Education, Research and a Skilled Workforce

Budget 2008 reconfirms government’s commitment to increase access to postsecondary education and training to ensure that British Columbia continues to build a skilled and knowledgeable workforce that is well positioned to meet current and future labour market challenges. The province faces skilled labour shortages in a variety of sectors – healthcare, early childhood education, applied sciences, engineering and trades – all of which play key roles in ensuring a healthy, educated and financially secure population and a sustainable provincial economy.

Post-Secondary Education and Research

Budget 2008 supports $493 million, over three years, in post-secondary funding above the 2007 base budget level.

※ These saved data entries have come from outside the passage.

impl SpliceInfoSection {
    /// Decode a complete `splice_info_section`, starting at `table_id`.
    ///
    /// The CRC is surfaced as read, it is not verified.
    pub fn parse(data: &[u8]) -> Result<Self> {
        let mut reader = BitReader::new(data);

        let table_id = reader.read_u8(8)?;
        let section_syntax_indicator = reader.read_bool()?;
        let private_indicator = reader.read_bool()?;
        let sap_type = reader.read_u8(2)?;
        let section_length = reader.read_u16(12)?;
        let protocol_version = reader.read_u8(8)?;
        let encrypted_packet = reader.read_bool()?;
        let encryption_algorithm = reader.read_u8(6)?;
        let pts_adjustment = reader.read_unsigned(33)?;
        let cw_index = reader.read_u8(8)?;
        let tier = reader.read_u16(12)?;
        let splice_command_length = reader.read_u16(12)?;
        let splice_command_type = SpliceCommandType::from(reader.read_u8(8)?);

        let declared = SECTION_HEADER_LEN + section_length as usize;
        if declared != data.len() {
            debug!(
                section_length,
                buffer_len = data.len(),
                "section_length disagrees with buffer length"
            );
        }

        let splice_command =
            SpliceCommand::parse(splice_command_type, splice_command_length, &mut reader)?;

        let descriptor_loop_length = reader.read_u16(16)?;
        let splice_descriptors = Self::parse_descriptor_loop(descriptor_loop_length, &mut reader)?;

        let trailer = Self::parse_trailer(encrypted_packet, &mut reader)?;

        trace!(
            command_type = u8::from(splice_command_type),
            descriptors = splice_descriptors.len(),
            encrypted_packet,
            "Decoded splice_info_section"
        );

        Ok(SpliceInfoSection {
            table_id,
            section_syntax_indicator,
            private_indicator,
            sap_type,
            section_length,
            protocol_version,
            encrypted_packet,
            encryption_algorithm,
            pts_adjustment,
            cw_index,
            tier,
            splice_command_length,
            splice_command_type,
            splice_command,
            descriptor_loop_length,
            splice_descriptors,
            trailer,
        })
    }

    /// Read descriptors until their cumulative `2 + length` reaches the
    /// declared loop length.
    fn parse_descriptor_loop(
        loop_length: u16,
        reader: &mut BitReader<'_>,
    ) -> Result<Vec<SpliceDescriptor>> {
        let mut descriptors = Vec::new();
        let mut consumed = 0usize;
        while consumed < loop_length as usize {
            let descriptor = SpliceDescriptor::parse(reader)?;
            consumed += descriptor.encoded_len();
            descriptors.push(descriptor);
        }

        if consumed != loop_length as usize {
            return Err(Scte35Error::DescriptorLoopOverrun {
                declared: loop_length,
                consumed,
            });
        }
        Ok(descriptors)
    }

    /// Discard stuffing, then read the fixed-size trailer from the last bits.
    fn parse_trailer(encrypted_packet: bool, reader: &mut BitReader<'_>) -> Result<SectionTrailer> {
        let trailer_bits = if encrypted_packet { 64 } else { 32 };
        let stuffing = reader.remaining_bits().saturating_sub(trailer_bits);
        if stuffing > 0 {
            debug!(stuffing_bits = stuffing, "Discarding bits before trailer");
            reader.skip(stuffing)?;
        }

        if encrypted_packet {
            let e_crc_32 = reader.read_u32(32)?;
            let crc_32 = reader.read_u32(32)?;
            Ok(SectionTrailer::Encrypted { e_crc_32, crc_32 })
        } else {
            Ok(SectionTrailer::Clear {
                crc_32: reader.read_u32(32)?,
            })
        }
    }

    /// Apply `pts_adjustment` to a PTS from this section, wrapping at 33 bits.
    pub fn adjusted_pts(&self, pts: u64) -> u64 {
        (pts + self.pts_adjustment) & PTS_MASK
    }

    pub fn crc_32(&self) -> u32 {
        self.trailer.crc_32()
    }

    pub fn e_crc_32(&self) -> Option<u32> {
        self.trailer.e_crc_32()
    }
}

By 2010/11, provincial funding for the Ministry of Advanced Education will have risen by $549 million since 2004/05, a 30 per cent increase.

Chart 2.3.

Provincial funding has significantly increased access to post-secondary institutions throughout the province, increasing enrollment opportunities so that students with a B average in high school now have ready access to BC universities. Although access has improved, the overall number of students in the post-secondary system has increased less than previously forecast. This provides an opportunity for the province to work with post-secondary institutions to reassess current funding against program demands. Therefore, Budget 2008 takes a renewed focus on available resources inside the post-secondary system and redirects funds previously approved for seat growth to areas of high labour market demand.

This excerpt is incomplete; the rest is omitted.